Is the action of $SO(3, \mathbb R)$ on $S^2:=\{(x,y,z) \in \mathbb R^3 |x^2+y^2+z^2=1\}$ defined as $(A,x) \to Ax$ transitive?

Question

Consider the action of $SO(3, \mathbb R)$ on $S^2:=\{(x,y,z) \in \mathbb R^3 |x^2+y^2+z^2=1\}$ as $(A,x) \to Ax$ . Is this action transitive ? i.e. is it true that for every $x,y \in S^2$ , $\exists A \in SO(3,\mathbb R)$ such that $Ax=y$ ?

Answer 1

Here's an approach using linear algebra: given a point $q_1=(x,y,z)\in S^2$, expand $q_1$ to an orthonormal basis $\{q_1,q_2,q_3\}$ for $\mathbb{R}^3$, and let $Q$ be the $3\times 3$ matrix whose rows are $q_1,q_2,q_3$.

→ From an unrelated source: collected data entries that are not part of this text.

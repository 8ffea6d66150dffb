//! Opened source documents.
//!
//! A [`DocumentHandle`] is the parsed, read-only representation of one input
//! PDF: the object model plus the page facts (count, sizes) the editing
//! layer needs. Handles are immutable once constructed: all editing happens
//! on page sequences, and re-opening the bytes is the only way to "reset".
//!
//! A [`DocumentRegistry`] holds every handle an editing session still
//! references, keyed by [`DocumentId`], and is handed to the assembler
//! together with the finished sequence.

use std::collections::HashMap;
use std::fmt;
use std::sync::atomic::{AtomicU64, Ordering};

use lopdf::{Document, Object, ObjectId};
use serde::{Deserialize, Serialize};

use crate::error::{PagedeckError, Result};
use crate::page::{DEFAULT_PAGE_SIZE, PageSize};

/// Opaque identifier of an opened document, unique within the process.
#[derive(Debug, Clone, Copy, PartialEq, Eq, Hash, PartialOrd, Ord, Serialize, Deserialize)]
pub struct DocumentId(u64);

static NEXT_DOCUMENT_ID: AtomicU64 = AtomicU64::new(1);

impl DocumentId {
    fn next() -> Self {
        Self(NEXT_DOCUMENT_ID.fetch_add(1, Ordering::Relaxed))
    }
}

impl fmt::Display for DocumentId {
    fn fmt(&self, f: &mut fmt::Formatter<'_>) -> fmt::Result {
        write!(f, "doc-{}", self.0)
    }
}

/// An opened, parsed, immutable source PDF.
#[derive(Debug, Clone)]
pub struct DocumentHandle {
    id: DocumentId,
    document: Document,
    byte_length: usize,
    page_count: usize,
    page_sizes: Vec<PageSize>,
}

impl DocumentHandle {
    /// Parse a PDF byte buffer into a handle.
    ///
    /// # Errors
    ///
    /// Returns [`PagedeckError::Parse`] if the buffer is not a well-formed
    /// PDF or has no pages, and [`PagedeckError::Encrypted`] if the document
    /// is password-protected. Encrypted inputs must be unlocked elsewhere;
    /// this engine only accepts already-decrypted bytes.
    pub fn parse(bytes: &[u8]) -> Result<Self> {
        let document = Document::load_mem(bytes).map_err(|e| {
            let reason = e.to_string();
            if reason.contains("encrypt") || reason.contains("password") {
                PagedeckError::Encrypted
            } else {
                PagedeckError::parse(reason)
            }
        })?;

        if document.is_encrypted() {
            return Err(PagedeckError::Encrypted);
        }

        let pages = document.get_pages();
        if pages.is_empty() {
            return Err(PagedeckError::parse("document has no pages"));
        }

        let page_sizes = pages
            .values()
            .map(|&page_id| media_box(&document, page_id).unwrap_or(DEFAULT_PAGE_SIZE))
            .collect();

        Ok(Self {
            id: DocumentId::next(),
            byte_length: bytes.len(),
            page_count: pages.len(),
            page_sizes,
            document,
        })
    }

    /// Open a PDF byte buffer asynchronously.
    ///
    /// Parsing is CPU-bound and proportional to document size, so it runs
    /// on the blocking thread pool rather than the async runtime.
    ///
    /// # Examples
    ///
    /// ```no_run
    /// # use pagedeck::document::DocumentHandle;
    /// # async fn example(bytes: Vec<u8>) -> Result<(), Box<dyn std::error::Error>> {
    /// let handle = DocumentHandle::open(bytes).await?;
    /// println!("{} pages", handle.page_count());
    /// # Ok(())
    /// # }
    /// ```
    pub async fn open(bytes: Vec<u8>) -> Result<Self> {
        tokio::task::spawn_blocking(move || Self::parse(&bytes))
            .await
            .map_err(|e| PagedeckError::other(format!("parse task failed: {e}")))?
    }

    /// Identifier of this handle.
    pub fn id(&self) -> DocumentId {
        self.id
    }

    /// Number of pages in the document.
    pub fn page_count(&self) -> usize {
        self.page_count
    }

    /// Size of the original byte buffer.
    pub fn byte_length(&self) -> usize {
        self.byte_length
    }

    /// Size of one page, by zero-based index.
    pub fn page_size(&self, index: usize) -> Option<PageSize> {
        self.page_sizes.get(index).copied()
    }

    /// Sizes of all pages, in page order.
    pub fn page_sizes(&self) -> &[PageSize] {
        &self.page_sizes
    }

    /// Parsed object model, for the assembler.
    pub(crate) fn document(&self) -> &Document {
        &self.document
    }

    /// Build a serializable summary of this document.
    pub fn summary(&self) -> DocumentSummary {
        let version = self.document.version.split_once('.').map(|(major, minor)| {
            (
                major.parse::<u8>().unwrap_or_default(),
                minor.parse::<u8>().unwrap_or_default(),
            )
        });

        DocumentSummary {
            page_count: self.page_count,
            byte_length: self.byte_length,
            version,
            object_count: self.document.objects.len(),
            page_sizes: self.page_sizes.clone(),
        }
    }
}

/// Summary facts about an opened document.
#[derive(Debug, Clone, Serialize, Deserialize)]
#[serde(rename_all = "camelCase")]
pub struct DocumentSummary {
    /// Number of pages.
    pub page_count: usize,

    /// Size of the source byte buffer.
    pub byte_length: usize,

    /// PDF version (major, minor).
    pub version: Option<(u8, u8)>,

    /// Number of objects in the document.
    pub object_count: usize,

    /// Per-page dimensions in points.
    pub page_sizes: Vec<PageSize>,
}

/// The set of opened documents an editing session still holds.
#[derive(Debug, Clone, Default)]
pub struct DocumentRegistry {
    handles: HashMap<DocumentId, DocumentHandle>,
}

impl DocumentRegistry {
    /// Create an empty registry.
    pub fn new() -> Self {
        Self::default()
    }

    /// Add a handle, returning its identifier.
    pub fn insert(&mut self, handle: DocumentHandle) -> DocumentId {
        let id = handle.id();
        self.handles.insert(id, handle);
        id
    }

    /// Look up a handle by identifier.
    pub fn get(&self, id: DocumentId) -> Option<&DocumentHandle> {
        self.handles.get(&id)
    }

    /// Check whether a handle is present.
    pub fn contains(&self, id: DocumentId) -> bool {
        self.handles.contains_key(&id)
    }

    /// Drop a handle, returning it if it was present.
    pub fn remove(&mut self, id: DocumentId) -> Option<DocumentHandle> {
        self.handles.remove(&id)
    }

    /// Number of registered handles.
    pub fn len(&self) -> usize {
        self.handles.len()
    }

    /// Check whether the registry is empty.
    pub fn is_empty(&self) -> bool {
        self.handles.is_empty()
    }
}

/// Resolve a page's MediaBox, following Parent inheritance.
///
/// The box may live on the page itself or any ancestor Pages node, and may
/// be an indirect reference. Returns None when no ancestor carries one.
fn media_box(doc: &Document, page_id: ObjectId) -> Option<PageSize> {
    const MAX_DEPTH: usize = 16;

    let mut current = page_id;
    for _ in 0..MAX_DEPTH {
        let dict = doc.get_object(current).ok()?.as_dict().ok()?;

        if let Ok(raw) = dict.get(b"MediaBox") {
            let resolved = match raw {
                Object::Reference(id) => doc.get_object(*id).ok()?,
                other => other,
            };
            if let Object::Array(rect) = resolved
                && rect.len() >= 4
            {
                let x0 = rect[0].as_float().ok()?;
                let y0 = rect[1].as_float().ok()?;
                let x1 = rect[2].as_float().ok()?;
                let y1 = rect[3].as_float().ok()?;
                return Some(PageSize::new((x1 - x0).abs(), (y1 - y0).abs()));
            }
            return None;
        }

        match dict.get(b"Parent").and_then(|p| p.as_reference()) {
            Ok(parent) => current = parent,
            Err(_) => return None,
        }
    }

    None
}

By interchanging $q_2$ and $q_3$ if necessary we may assume that $\det(Q)=1$, hence $Q\in\mathrm{SO}(3)$. And by construction $$ Q\cdot\begin{bmatrix}x\\y\\z\end{bmatrix}=\begin{bmatrix}1\\0\\0\end{bmatrix}$$

Therefore every point in $S^2$ can be rotated to $(1,0,0)$, hence the action of $\mathrm{SO}(3)$ is transitive.